With no edits of any kind, print each record that follows.
>>
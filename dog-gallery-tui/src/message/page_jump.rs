//! 跳页输入框消息

/// 跳页输入框消息
#[derive(Debug, Clone, Copy, PartialEq, Eq)]
pub enum PageJumpMessage {
    /// 聚焦输入框
    Focus,
    /// 输入字符
    Input(char),
    /// 删除字符
    Backspace,
    /// 提交（Enter），焦点保持
    Commit,
    /// 提交并离开输入框（失焦即提交）
    CommitAndBlur,
    /// 放弃编辑并离开输入框
    Cancel,
}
<<
■ **TASK RESPONSE**
filename dog-gallery-tui/src/message/page_jump.rs
//! 跳页输入框消息

/// 跳页输入框消息
#[derive(Debug, Clone, Copy, PartialEq, Eq)]
pub enum PageJumpMessage {
    /// 聚焦输入框
    Focus,
    /// 输入字符
    Input(char),
    /// 删除字符
    Backspace,
    /// 提交（Enter），焦点保持
    Commit,
    /// 提交并离开输入框（失焦即提交）
    CommitAndBlur,
    /// 放弃编辑并离开输入框
    Cancel,
}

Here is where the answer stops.